- _What is being asked_
Each line from the line containing "pub mod registry;" through the last line of the entries is to be reproduced exactly as it stands.

- _Dataset entries_
--------
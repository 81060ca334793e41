//! Tile definitions, instances, and the per-game tile table.

pub mod definition;
pub mod instance;
pub mod registry;

pub use definition::{DeployType, TerritorialZone, TileAttribute, TileDefinition, TileFilter};
pub use instance::{Tile, TileLocation};
pub use registry::{GameDefinition, SetupError};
--------
- _Answer to this problem_
pub mod registry;

pub use definition::{DeployType, TerritorialZone, TileAttribute, TileDefinition, TileFilter};
pub use instance::{Tile, TileLocation};
pub use registry::{GameDefinition, SetupError};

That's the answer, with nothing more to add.